Chapter 1. Architecture
1.1. Definitions
EJB3 is part of the Java EE 5.0 platform. Persistence in EJB3 is available in EJB3 containers, as well as for standalone J2SE applications that execute outside of a particular container. The following programming interfaces and artifacts are available in both environments.
-
EntityManagerFactory
- An entity manager factory provides entity manager instances, all instances are configured to connect to the same database, to use the same default settings as defined by the particular implementation, etc. You can prepare several entity manager factories to access several data stores. This interface is similar to the
SessionFactory
in native Hibernate. -
EntityManager
- The
EntityManager
API is used to access a database in a particular unit of work. It is used to create and remove persistent entity instances, to find entities by their primary key identity, and to query over all entities. This interface is similar to theSession
in Hibernate. - Persistence context
- A persistence context is a set of entity instances in which for any persistent entity identity there is a unique entity instance.

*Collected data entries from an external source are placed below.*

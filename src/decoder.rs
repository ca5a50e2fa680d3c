//! Sequential video frame reading.
//!
//! The extractor never seeks: it walks each video once, front to back, and
//! only converts the frames it needs. [`FrameSource`] captures exactly that
//! contract, and [`VideoOpener`] produces one source per video file. The
//! FFmpeg-backed implementation is [`VideoReader`], opened through
//! [`FfmpegOpener`].
//!
//! # Example
//!
//! ```no_run
//! use framepick::{FrameSource, VideoReader};
//!
//! let mut reader = VideoReader::open("seq1/seq1_blur_1.mp4")?;
//! let mut position = 0_u64;
//! while reader.advance()? {
//!     if position == 3 {
//!         reader.current_frame()?.save("frame_0003.png")?;
//!         break;
//!     }
//!     position += 1;
//! }
//! # Ok::<(), framepick::FramePickError>(())
//! ```

use std::{
    fmt::{Debug, Formatter, Result as FmtResult},
    path::{Path, PathBuf},
};

use ffmpeg_next::{
    Error as FfmpegError, Packet,
    codec::context::Context as CodecContext,
    decoder::Video as VideoDecoder,
    format::{Pixel, context::Input},
    frame::Video as VideoFrame,
    media::Type,
    software::scaling::{Context as ScalingContext, Flags as ScalingFlags},
};
use image::RgbImage;

use crate::error::FramePickError;

/// Consecutive demuxer read failures tolerated before a stream is abandoned.
const MAX_CONSECUTIVE_READ_ERRORS: u32 = 64;

/// A forward-only stream of decoded frames.
///
/// Frames are visited in native decode order. [`advance`](FrameSource::advance)
/// moves to the next frame; [`current_frame`](FrameSource::current_frame)
/// converts the frame the source is positioned on, so frames that are only
/// passed over are never converted.
pub trait FrameSource {
    /// Move to the next frame. Returns `false` once the stream is exhausted.
    fn advance(&mut self) -> Result<bool, FramePickError>;

    /// Pixel data of the frame the last successful `advance` stopped on.
    fn current_frame(&mut self) -> Result<RgbImage, FramePickError>;

    /// Number of frames the container claims to hold, if it says.
    fn frame_count_hint(&self) -> Option<u64> {
        None
    }
}

/// Opens a [`FrameSource`] for a video file.
pub trait VideoOpener {
    type Source: FrameSource;

    fn open(&self, path: &Path) -> Result<Self::Source, FramePickError>;
}

/// Opens videos with FFmpeg.
#[derive(Debug, Clone, Copy, Default)]
pub struct FfmpegOpener;

impl VideoOpener for FfmpegOpener {
    type Source = VideoReader;

    fn open(&self, path: &Path) -> Result<VideoReader, FramePickError> {
        VideoReader::open(path)
    }
}

/// FFmpeg-backed sequential reader over the best video stream of a file.
///
/// The demuxer and decoder are released when the reader is dropped.
pub struct VideoReader {
    input_context: Input,
    decoder: VideoDecoder,
    scaler: ScalingContext,
    video_stream_index: usize,
    width: u32,
    height: u32,
    frame_count: Option<u64>,
    decoded_frame: VideoFrame,
    rgb_frame: VideoFrame,
    has_frame: bool,
    eof_sent: bool,
    path: PathBuf,
}

impl Debug for VideoReader {
    fn fmt(&self, f: &mut Formatter<'_>) -> FmtResult {
        f.debug_struct("VideoReader")
            .field("path", &self.path)
            .field("video_stream_index", &self.video_stream_index)
            .field("width", &self.width)
            .field("height", &self.height)
            .field("frame_count", &self.frame_count)
            .finish_non_exhaustive()
    }
}

impl VideoReader {
    /// Open `path` and prepare a decoder for its best video stream.
    ///
    /// # Errors
    ///
    /// - [`FramePickError::VideoOpen`] if FFmpeg cannot open the file.
    /// - [`FramePickError::NoVideoStream`] if it has no video stream.
    /// - [`FramePickError::FfmpegError`] if no decoder or scaler can be built.
    pub fn open<P: AsRef<Path>>(path: P) -> Result<Self, FramePickError> {
        let path = path.as_ref().to_path_buf();
        log::debug!("Opening video: {}", path.display());

        ffmpeg_next::init().map_err(|error| FramePickError::VideoOpen {
            path: path.clone(),
            reason: format!("FFmpeg initialisation failed: {error}"),
        })?;

        let input_context =
            ffmpeg_next::format::input(&path).map_err(|error| FramePickError::VideoOpen {
                path: path.clone(),
                reason: error.to_string(),
            })?;

        let (video_stream_index, frame_count, decoder) = {
            let stream = input_context
                .streams()
                .best(Type::Video)
                .ok_or(FramePickError::NoVideoStream)?;

            let decoder_context = CodecContext::from_parameters(stream.parameters())?;
            let decoder = decoder_context.decoder().video()?;

            (stream.index(), stream_frame_count(&stream, &input_context), decoder)
        };

        let width = decoder.width();
        let height = decoder.height();
        let scaler = ScalingContext::get(
            decoder.format(),
            width,
            height,
            Pixel::RGB24,
            width,
            height,
            ScalingFlags::BILINEAR,
        )?;

        Ok(Self {
            input_context,
            decoder,
            scaler,
            video_stream_index,
            width,
            height,
            frame_count,
            decoded_frame: VideoFrame::empty(),
            rgb_frame: VideoFrame::empty(),
            has_frame: false,
            eof_sent: false,
            path,
        })
    }

    pub fn width(&self) -> u32 {
        self.width
    }

    pub fn height(&self) -> u32 {
        self.height
    }
}

/// Frame count from the stream header, falling back to duration × rate.
///
/// Container duration is in AV_TIME_BASE units (microseconds).
fn stream_frame_count(stream: &ffmpeg_next::Stream<'_>, input_context: &Input) -> Option<u64> {
    let frames = stream.frames();
    if frames > 0 {
        return Some(frames as u64);
    }

    let rate = stream.avg_frame_rate();
    let duration = input_context.duration();
    if rate.denominator() == 0 || rate.numerator() <= 0 || duration <= 0 {
        return None;
    }

    let frames_per_second = f64::from(rate.numerator()) / f64::from(rate.denominator());
    let seconds = duration as f64 / 1_000_000.0;
    Some((seconds * frames_per_second) as u64)
}

impl FrameSource for VideoReader {
    fn advance(&mut self) -> Result<bool, FramePickError> {
        let mut read_errors = 0_u32;

        loop {
            // Frames the decoder already holds come first.
            if self.decoder.receive_frame(&mut self.decoded_frame).is_ok() {
                self.has_frame = true;
                return Ok(true);
            }

            if self.eof_sent {
                self.has_frame = false;
                return Ok(false);
            }

            let mut packet = Packet::empty();
            match packet.read(&mut self.input_context) {
                Ok(()) => {
                    read_errors = 0;
                    if packet.stream() == self.video_stream_index {
                        self.decoder.send_packet(&packet)?;
                    }
                }
                Err(FfmpegError::Eof) => {
                    self.decoder.send_eof()?;
                    self.eof_sent = true;
                }
                Err(error) => {
                    read_errors += 1;
                    log::debug!("Skipping unreadable packet in {}: {error}", self.path.display());
                    if read_errors >= MAX_CONSECUTIVE_READ_ERRORS {
                        return Err(FramePickError::VideoDecodeError(format!(
                            "{read_errors} consecutive read errors in {}: {error}",
                            self.path.display()
                        )));
                    }
                }
            }
        }
    }

    fn current_frame(&mut self) -> Result<RgbImage, FramePickError> {
        if !self.has_frame {
            return Err(FramePickError::VideoDecodeError(
                "No decoded frame is available".to_string(),
            ));
        }

        self.scaler.run(&self.decoded_frame, &mut self.rgb_frame)?;
        let buffer = frame_to_buffer(&self.rgb_frame, self.width, self.height, 3);
        RgbImage::from_raw(self.width, self.height, buffer).ok_or_else(|| {
            FramePickError::VideoDecodeError(
                "Failed to construct RGB image from decoded frame data".to_string(),
            )
        })
    }

    fn frame_count_hint(&self) -> Option<u64> {
        self.frame_count
    }
}

impl Drop for VideoReader {
    fn drop(&mut self) {
        log::debug!("Closing video: {}", self.path.display());
    }
}

/// Copy a frame's first plane into a tightly packed buffer, dropping the
/// per-row padding FFmpeg adds when stride exceeds `width * bytes_per_pixel`.
fn frame_to_buffer(
    video_frame: &VideoFrame,
    width: u32,
    height: u32,
    bytes_per_pixel: usize,
) -> Vec<u8> {
    let stride = video_frame.stride(0);
    let row_length = (width as usize) * bytes_per_pixel;
    let data = video_frame.data(0);

    if stride == row_length {
        return data[..row_length * (height as usize)].to_vec();
    }

    (0..height as usize)
        .flat_map(|row| &data[row * stride..row * stride + row_length])
        .copied()
        .collect()
}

Within the persistence context, the entity instances and their lifecycle is managed by a particular entity manager. The scope of this context can either be the transaction, or an extended unit of work.
- Persistence unit
- The set of entity types that can be managed by a given entity manager is defined by a persistence unit. A persistence unit defines the set of all classes that are related or grouped by the application, and which must be collocated in their mapping to a single data store.
- Container-managed entity manager
- An Entity Manager whose lifecycle is managed by the container
- Application-managed entity manager
- An Entity Manager whose lifecycle is managed by the application.
- JTA entity manager
- Entity manager involved in a JTA transaction
- Resource-local entity manager
- Entity manager using a resource transaction (not a JTA transaction).